Impatto limitato sui mercati
Il nostro scenario non dovrebbe avere un grosso impatto sui mercati: tutti gli investitori sanno che l’aumento del tassi Fed Funds è inevitabile. Permangono incertezze solo riguardo alla tempistica. Per ora gli investitori scommettono su settembre 2015. L’esame dei contratti futures Fed Funds mostra che la probabilità di una prima stretta monetaria entro la fine di giugno 2015 è di circa il 50%. Una parte del lavoro è stata quindi fatta, il che è piuttosto rassicurante.
Pertanto non ci aspettiamo grosse turbolenze nei mercati azionari USA. Tuttavia, gli indicatori tecnici sono topish e bisogna attendersi una performance meno elevata rispetto a quella degli ultimi anni. Le aziende si sono re-indebitate ed il rialzo dei loro interessi passivi peserà (anche se modestamente) sui loro risultati. Inoltre, la correlazione tra l’aumento dei tassi Fed Funds ed il P/E è generalmente negativa.
Sul mercato obbligazionario USA, le fasi iniziali di un inasprimento monetario sono spesso associate ad un appiattimento della curva dei tassi, con la parte a breve che risale più velocemente rispetto a quella a lungo. Dovrebbe accadere la stessa cosa anche questa volta, con la parte lunga della curva che continuerà a rimanere abbastanza schiacciata a causa dell’eccesso di liquidità globale.
Sui mercati emergenti, l’inizio dell’inasprimento monetario – ed il recente periodo bullish
– potrebbero portare a qualche presa di profitto, ma complessivamente gli investitori hanno ben capito che non siamo né nel 1994 né nel 1997. Le riforme sono state annunciate. I principali paesi emergenti considerati “a rischio” nel 2013 hanno quasi tutti ridotto i loro deficit esterni, soprattutto l’India.
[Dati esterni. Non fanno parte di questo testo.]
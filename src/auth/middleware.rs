// ABOUTME: Bearer extraction and the ordered authentication chain
// ABOUTME: First strategy to claim the token wins; resource binding is checked afterwards
//
// SPDX-License-Identifier: MIT OR Apache-2.0
// Copyright (c) 2025 Fiscus

use super::AuthStrategy;
use crate::errors::{BrokerError, BrokerResult, ErrorKind};
use crate::models::Principal;

/// Outcome of a successful authentication pass.
#[derive(Debug)]
pub struct AuthenticatedRequest {
    pub principal: Principal,
    /// Raw bearer token, needed to bind issued grants to the credential
    pub bearer_token: String,
    /// Which strategy authenticated the token
    pub strategy: &'static str,
}

/// Strip the Bearer scheme from an Authorization header value.
fn extract_bearer(header: Option<&str>) -> BrokerResult<&str> {
    let header = header.ok_or_else(|| {
        BrokerError::new(ErrorKind::NoTokenProvided, "authorization header is required")
    })?;

    let token = header
        .strip_prefix("Bearer ")
        .or_else(|| header.strip_prefix("bearer "))
        .map(str::trim)
        .unwrap_or_default();

    if token.is_empty() {
        return Err(BrokerError::new(
            ErrorKind::NoTokenProvided,
            "authorization header carries no bearer token",
        ));
    }

    Ok(token)
}

/// Run the strategy chain against an Authorization header.
///
/// Strategies are tried in order; the first to produce a principal wins and
/// its resource check runs against `resource_url`.
///
/// # Errors
/// Fails with `NoTokenProvided` for a missing or empty header,
/// `InvalidToken` when no strategy recognizes the token, and whatever the
/// winning strategy's resource check raises.
pub async fn authenticate_request(
    authorization: Option<&str>,
    resource_url: &str,
    strategies: &[&dyn AuthStrategy],
) -> BrokerResult<AuthenticatedRequest> {
    let token = extract_bearer(authorization)?;

    for strategy in strategies {
        match strategy.authenticate(token).await? {
            Some(principal) => {
                strategy.validate_resource_access(token, resource_url).await?;

                tracing::debug!(
                    strategy = strategy.name(),
                    principal = %principal.id,
                    "request authenticated"
                );

                return Ok(AuthenticatedRequest {
                    principal,
                    bearer_token: token.to_owned(),
                    strategy: strategy.name(),
                });
            }
            None => continue,
        }
    }

    Err(BrokerError::invalid_token("token was not recognized"))
}
// ABOUTME: Bearer-token authentication for the approval endpoints
// ABOUTME: Ordered strategy chain: internal signed tokens first, broker-issued tokens second
//
// SPDX-License-Identifier: MIT OR Apache-2.0
// Copyright (c) 2025 Fiscus

use crate::errors::BrokerResult;
use crate::models::Principal;
use async_trait::async_trait;

pub mod middleware;
pub mod strategies;

pub use middleware::{authenticate_request, AuthenticatedRequest};
pub use strategies::{BrokerTokenStrategy, InternalTokenStrategy};

/// One way of turning a bearer token into a principal.
///
/// `authenticate` returns `Ok(None)` when the token is simply not this
/// strategy's format, so the chain can move on; errors are reserved for
/// tokens that are recognizably this strategy's but invalid in a way worth
/// surfacing directly.
#[async_trait]
pub trait AuthStrategy: Send + Sync {
    /// Strategy label used in logs.
    fn name(&self) -> &'static str;

    /// Attempt to authenticate the bearer token.
    async fn authenticate(&self, token: &str) -> BrokerResult<Option<Principal>>;

    /// Check the authenticated token against the resource it is accessing.
    async fn validate_resource_access(&self, token: &str, resource_url: &str) -> BrokerResult<()>;
}
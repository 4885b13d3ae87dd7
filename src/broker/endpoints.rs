// ABOUTME: OAuth protocol operations: authorize, callback, approval, token, revoke
// ABOUTME: Pure broker logic returning redirect URLs and token responses; HTTP lives in routes
//
// SPDX-License-Identifier: MIT OR Apache-2.0
// Copyright (c) 2025 Fiscus

use super::{append_query, AuthorizationBroker};
use crate::constants::{lifetimes, protocol};
use crate::errors::{BrokerError, BrokerResult, ErrorKind};
use crate::logging::log_security_event;
use crate::models::{
    AuthorizeQuery, AuthorizationCode, CallbackQuery, PendingStatus, Principal, RevokeRequest,
    TokenConnection, TokenRequest, TokenResponse, TokenSource,
};
use crate::store::pending::PendingRequestParams;
use crate::state::StatePayload;
use crate::{pkce, resource};
use chrono::{Duration, Utc};
use uuid::Uuid;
Inoltre, i cambiamenti nelle aspettative sulle decisioni della Fed durante l’estate non hanno avuto effetti su questi mercati.
Tuttavia, un inasprimento a marzo / aprile è comunque possibile in caso di creazione di numerosi posti di lavoro; ciò richiederebbe una comunicazione maggiormente aggressiva da parte della Fed e potrebbe far aumentare temporaneamente la volatilità nei mercati.